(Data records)
*** Block opens ***

//! Reward issuance seam.
//!
//! The engine is oblivious to the rewards schema (spec.md §6's "Persisted
//! state layout... Engine is oblivious to schema"); it only calls this
//! trait at the moment a hand/game reaches a terminal transition, guarded
//! by `Lobby::reward_issued` so a reward is issued at most once per hand,
//! per spec.md §3's invariant list. No teacher module has an equivalent
//! seam — the teacher talks to its `WalletManager`/`PgPool` directly from
//! `TableActor`; this narrows that to one trait so the engine core stays
//! free of any particular storage.

use async_trait::async_trait;

use crate::identity::{GameType, UserId};

#[derive(Clone, Copy, Debug, Eq, PartialEq)]
pub enum RewardOutcome {
    PokerWin { pot_share: u32 },
    UnoWin,
}

/// Implemented by whatever persists coins/win-counts/cosmetics. The
/// engine calls this at most once per hand per spec's idempotency
/// invariant; implementations don't need their own dedupe.
#[async_trait]
pub trait RewardsSink: Send + Sync {
    async fn issue(&self, game_type: GameType, lobby_code: &str, winner: &UserId, outcome: RewardOutcome);
}

/// Default sink for configurations with no rewards collaborator wired up
/// (e.g. integration tests, or a deployment that tracks coins elsewhere).
pub struct NoopRewardsSink;

#[async_trait]
impl RewardsSink for NoopRewardsSink {
    async fn issue(&self, _game_type: GameType, _lobby_code: &str, _winner: &UserId, _outcome: RewardOutcome) {}
}
//! Command envelope validation and routing, per spec.md §4.H.
//!
//! No teacher module centralizes this — the teacher's websocket handler
//! (`net::server`) matches directly on its poker-only `Command` enum and
//! forwards straight to a `TableHandle`. This generalizes that one-game
//! dispatch into a game-type-aware router sitting in front of both
//! lobby kinds, with every path guaranteed to produce an acknowledgement
//! (§4.H: "failure to ack is a protocol bug").

use serde::{Deserialize, Serialize};

use crate::broadcast::LobbySnapshot;
use crate::error::EngineError;
use crate::identity::{GameType, PlayerInfo, UserId};
use crate::lobby::{self, LobbyListing, SharedRegistry};
use crate::lobby::messages::PlayerCommand;
use crate::rewards::RewardsSink;
use crate::session::{ConnectionId, SharedPresence};
use std::sync::Arc;

/// Transport-agnostic command envelope. `game_type` may be inferred by
/// the caller from a connection namespace instead of being present on
/// the wire; it's required here since the engine has no namespace
/// concept of its own.
#[derive(Clone, Debug, Deserialize, Serialize)]
#[serde(tag = "command", rename_all = "camelCase")]
pub enum Command {
    ListPublicRooms { game_type: Option<GameType> },
    CreateLobby { game_type: GameType },
    JoinLobby { game_type: GameType, code: String },
    LeaveLobby { game_type: GameType, lobby_code: String },
    StartGame { game_type: GameType, lobby_code: String },
    PlayerAction {
        game_type: GameType,
        lobby_code: String,
        command: PlayerCommand,
    },
    RequestState { game_type: GameType, lobby_code: String },
    EndLobby { game_type: GameType, lobby_code: String },
    PokerRevealCards { lobby_code: String, reveal: bool },
}

/// `{success, accepted?, version?, error?, reason?}`, per spec.md §6.
#[derive(Clone, Debug, Default, Serialize)]
pub struct Ack {
    pub success: bool,
    pub accepted: Option<bool>,
    pub version: Option<u64>,
    pub error: Option<String>,
    pub reason: Option<String>,
    #[serde(skip)]
    pub rooms: Vec<LobbyListing>,
    #[serde(skip)]
    pub snapshot: Option<LobbySnapshot>,
}

impl Ack {
    fn ok(version: u64) -> Self {
        Self {
            success: true,
            accepted: Some(true),
            version: Some(version),
            ..Default::default()
        }
    }

    fn ok_with_snapshot(snapshot: LobbySnapshot) -> Self {
        let version = snapshot.version;
        Self {
            snapshot: Some(snapshot),
            ..Self::ok(version)
        }
    }

    fn err(error: &EngineError) -> Self {
        Self {
            success: false,
            accepted: Some(false),
            error: Some(error.kind().to_string()),
            reason: Some(error.to_string()),
            ..Default::default()
        }
    }
}

pub struct Dispatcher {
    registry: SharedRegistry,
    presence: SharedPresence,
    rewards: Arc<dyn RewardsSink>,
}

impl Dispatcher {
    #[must_use]
    pub fn new(registry: SharedRegistry, presence: SharedPresence, rewards: Arc<dyn RewardsSink>) -> Self {
        Self { registry, presence, rewards }
    }

    pub async fn dispatch(&self, conn_id: ConnectionId, user: &UserId, nickname: &str, command: Command) -> Ack {
        match self.run(conn_id, user, nickname, command).await {
            Ok(ack) => ack,
            Err(err) => Ack::err(&err),
        }
    }

    async fn run(
        &self,
        conn_id: ConnectionId,
        user: &UserId,
        nickname: &str,
        command: Command,
    ) -> Result<Ack, EngineError> {
        match command {
            Command::ListPublicRooms { game_type } => {
                let mut ack = Ack::ok(0);
                ack.rooms = self.registry.list_public(game_type).await;
                Ok(ack)
            }
            Command::CreateLobby { game_type } => {
                if self.presence.has_active(user).await {
                    return Err(EngineError::AlreadyInLobby { user: user.clone() });
                }
                let code = lobby::create_private_lobby(&self.registry, &self.rewards, game_type).await;
                let handle = self.registry.get(game_type, &code).await?;
                self.presence.claim(conn_id, user, game_type, &code).await?;
                let info = PlayerInfo::new(user.clone(), 0, nickname.to_string());
                let snapshot = handle.join(user.clone(), info).await?;
                Ok(Ack::ok_with_snapshot(snapshot))
            }
            Command::JoinLobby { game_type, code } => {
                let handle = self.registry.get(game_type, &code).await?;
                self.presence.claim(conn_id, user, game_type, &code).await?;
                let info = PlayerInfo::new(user.clone(), 0, nickname.to_string());
                let snapshot = handle.join(user.clone(), info).await?;
                Ok(Ack::ok_with_snapshot(snapshot))
            }
            Command::LeaveLobby { game_type, lobby_code } => {
                let handle = self.registry.get(game_type, &lobby_code).await?;
                handle.leave(user.clone()).await?;
                self.presence.release(user).await;
                Ok(Ack::ok(0))
            }
            Command::StartGame { game_type, lobby_code } => {
                let handle = self.registry.get(game_type, &lobby_code).await?;
                handle.start_game(user.clone()).await?;
                let snapshot = handle.get_state(user.clone()).await?;
                Ok(Ack::ok_with_snapshot(snapshot))
            }
            Command::PlayerAction { game_type, lobby_code, command } => {
                let handle = self.registry.get(game_type, &lobby_code).await?;
                handle.player_action(user.clone(), command).await?;
                let snapshot = handle.get_state(user.clone()).await?;
                Ok(Ack::ok_with_snapshot(snapshot))
            }
            Command::RequestState { game_type, lobby_code } => {
                let handle = self.registry.get(game_type, &lobby_code).await?;
                let snapshot = handle.get_state(user.clone()).await?;
                Ok(Ack::ok_with_snapshot(snapshot))
            }
            Command::EndLobby { game_type, lobby_code } => {
                let handle = self.registry.get(game_type, &lobby_code).await?;
                handle.end_lobby(user.clone()).await?;
                self.registry.unregister(game_type, &lobby_code).await;
                Ok(Ack::ok(0))
            }
            Command::PokerRevealCards { lobby_code, reveal } => {
                let handle = self.registry.get(GameType::Poker, &lobby_code).await?;
                handle.reveal_cards(user.clone(), reveal).await?;
                Ok(Ack::ok(0))
            }
        }
    }
}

*** Block closes ***

Show every line above in which the word "LeaveLobby" occurs.

    LeaveLobby { game_type: GameType, lobby_code: String },
            Command::LeaveLobby { game_type, lobby_code } => {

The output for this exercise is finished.